Sunday, 1 February 2009

Wet wet wet

At the Greenpeace ship moored in Belem for the WSF
My feet are all wrinkly, as if I've been in the bath. My shoes and rucksack and hat and socks and life generally are sodden!

Serves us right. We went to the Amazonian zoological garden today, and B forgot his umbrella. So the camera got my umbrella, and we got wet. It's a beautiful garden, but for the first while we were too waterlogged to appreciate it. After two hours of drenchment, we got a seat in the cafe. The day looked up. We ate meat in fermented cassava sauce (intriguing and mainly nice), and watched the rain bounce off the little lake, the giant leaves, the canoes and people other than ourselves.
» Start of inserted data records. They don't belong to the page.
//! # Lock Ordering Discipline
//!
//! The subsystem is almost entirely lock-free; the few locks it does take
//! must be acquired in increasing level to rule out circular waits.
//!
//! | Level | Lock                | Description                                 |
//! |-------|---------------------|---------------------------------------------|
//! | 1     | `RegionRemSet`      | Per-region remembered-set slow path         |
//! | 1     | `QueueRegistry`     | Registered mutator dirty card queues        |
//! | 2     | `RefinementMonitor` | Refinement worker activation and suspension |
//! | 3     | `GangQueue`         | Work gang task queue                        |
//!
//! Same-level locks may be taken in any order relative to each other. A lower
//! level must never be acquired while a higher level is held: no code path may
//! touch a remembered set while holding the refinement monitor, for instance.
//!
//! In debug builds every acquisition site creates a [`LockGuard`] which checks
//! the order against a thread-local stack and panics on a violation. Release
//! builds compile the checks away.
//!
//! ```ignore
//! let _order = LockGuard::new(LockOrder::RegionRemSet);
//! let state = self.locked.lock();
//! ```

#[cfg(debug_assertions)]
use std::cell::RefCell;

#[cfg(debug_assertions)]
const MAX_LOCK_DEPTH: usize = 8;

#[cfg(debug_assertions)]
thread_local!(static HELD_LEVELS: RefCell<Vec<u8>> = RefCell::new(Vec::with_capacity(MAX_LOCK_DEPTH)));

/// Lock order tags.
#[derive(Debug, Clone, Copy, PartialEq, Eq)]
#[repr(u8)]
pub enum LockOrder {
    /// Per-region remembered-set lock (level 1).
    RegionRemSet = 1,
    /// Dirty card queue registry (level 1).
    QueueRegistry = 2,
    /// Refinement monitor (level 2).
    RefinementMonitor = 3,
    /// Work gang queue (level 3).
    GangQueue = 4,
}

impl LockOrder {
    /// Unique value of this tag.
    #[must_use]
    pub const fn order_value(self) -> u8 {
        self as u8
    }

    /// Acquisition level of this tag.
    #[must_use]
    pub const fn level(self) -> u8 {
        match self {
            Self::RegionRemSet | Self::QueueRegistry => 1,
            Self::RefinementMonitor => 2,
            Self::GangQueue => 3,
        }
    }
}

/// RAII marker recording that a lock of the given order is held.
///
/// Create it immediately before taking the lock and keep it alive for as
/// long as the lock guard lives.
#[must_use = "LockGuard must be held for the duration of the critical section"]
pub struct LockGuard {
    _tag: LockOrder,
}

impl LockGuard {
    /// Validate and record acquisition of `tag`.
    ///
    /// # Panics
    ///
    /// Panics in debug builds if a higher-level lock is already held.
    pub fn new(tag: LockOrder) -> Self {
        #[cfg(debug_assertions)]
        {
            let _ = HELD_LEVELS.try_with(|held| {
                let mut held = held.borrow_mut();
                if let Some(&highest) = held.iter().max() {
                    assert!(
                        tag.level() >= highest,
                        "Lock ordering violation: {tag:?} (level {}) acquired while holding level {highest}",
                        tag.level(),
                    );
                }
                held.push(tag.level());
            });
        }
        Self { _tag: tag }
    }
}

#[cfg(debug_assertions)]
impl Drop for LockGuard {
    fn drop(&mut self) {
        let _ = HELD_LEVELS.try_with(|held| {
            held.borrow_mut().pop();
        });
    }
}

/// Highest lock level held by the current thread (0 if none, or in release
/// builds).
#[must_use]
pub fn held_level() -> u8 {
    #[cfg(debug_assertions)]
    {
        HELD_LEVELS
            .try_with(|held| held.borrow().iter().copied().max().unwrap_or(0))
            .unwrap_or(0)
    }
    #[cfg(not(debug_assertions))]
    {
        0
    }
}

#[cfg(test)]
mod tests {
    use super::{held_level, LockGuard, LockOrder};

    #[test]
    fn test_lock_order_levels() {
        assert_eq!(LockOrder::RegionRemSet.level(), 1);
        assert_eq!(LockOrder::QueueRegistry.level(), 1);
        assert_eq!(LockOrder::RefinementMonitor.level(), 2);
        assert_eq!(LockOrder::GangQueue.level(), 3);
        assert_eq!(LockOrder::GangQueue.order_value(), 4);
    }

    #[test]
    fn test_increasing_order_allowed() {
        let _g1 = LockGuard::new(LockOrder::RegionRemSet);
        let _g2 = LockGuard::new(LockOrder::QueueRegistry);
        let _g3 = LockGuard::new(LockOrder::RefinementMonitor);
        let _g4 = LockGuard::new(LockOrder::GangQueue);
    }

    #[test]
    fn test_same_level_any_order() {
        let _g1 = LockGuard::new(LockOrder::QueueRegistry);
        let _g2 = LockGuard::new(LockOrder::RegionRemSet);
    }

    #[test]
    #[cfg(debug_assertions)]
    #[should_panic(expected = "Lock ordering violation")]
    fn test_downgrade_panics() {
        let _g1 = LockGuard::new(LockOrder::RefinementMonitor);
        let _g2 = LockGuard::new(LockOrder::RegionRemSet);
    }

    #[test]
    #[cfg(debug_assertions)]
    fn test_state_restored_after_drop() {
        {
            let _g1 = LockGuard::new(LockOrder::GangQueue);
            assert_eq!(held_level(), 3);
        }
        assert_eq!(held_level(), 0);
        let _g2 = LockGuard::new(LockOrder::RegionRemSet);
        assert_eq!(held_level(), 1);
    }
}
The park has more kinds of rainforest trees than I could count- beautiful. When the rain slowed to a mere downpour, we wandered round and admired the tamelife (I guess that's what you'd call ex-wildlife). The manatee looked so sad, so lonely and so resigned. The macaws pointedly ignored us, in a self-conscious, back-turned manner, whereas the scarlet ibis just got on with life, pecking hopefully at the remainders of papaya rind. The Amazonian tortoises were probably my favourite, climbing over each other and plopping down in heaps for a nap. They run over each other like caterpillar tanks.

All the paths were so deep in water you could see which way the current was running. When the rain stopped, the treetops were fugged up with mist, and invisible creatures started shrieking. It's strange listening to the rainforest and heavy traffic at the same time! We squelched home wetly, stopping to buy beer for the final evening on the way. It's peculiar, climbing off a pretty grungy bus, then trying to dash across a six-lane highway which is running 6 inches deep with water, loaded with backpacks, a 12-pack of beer, camera, walking stick and two umbrellas- "whomp squelch clunk clunk squoosh squelch clunk whomp eeeeeeeeeeeeeek"...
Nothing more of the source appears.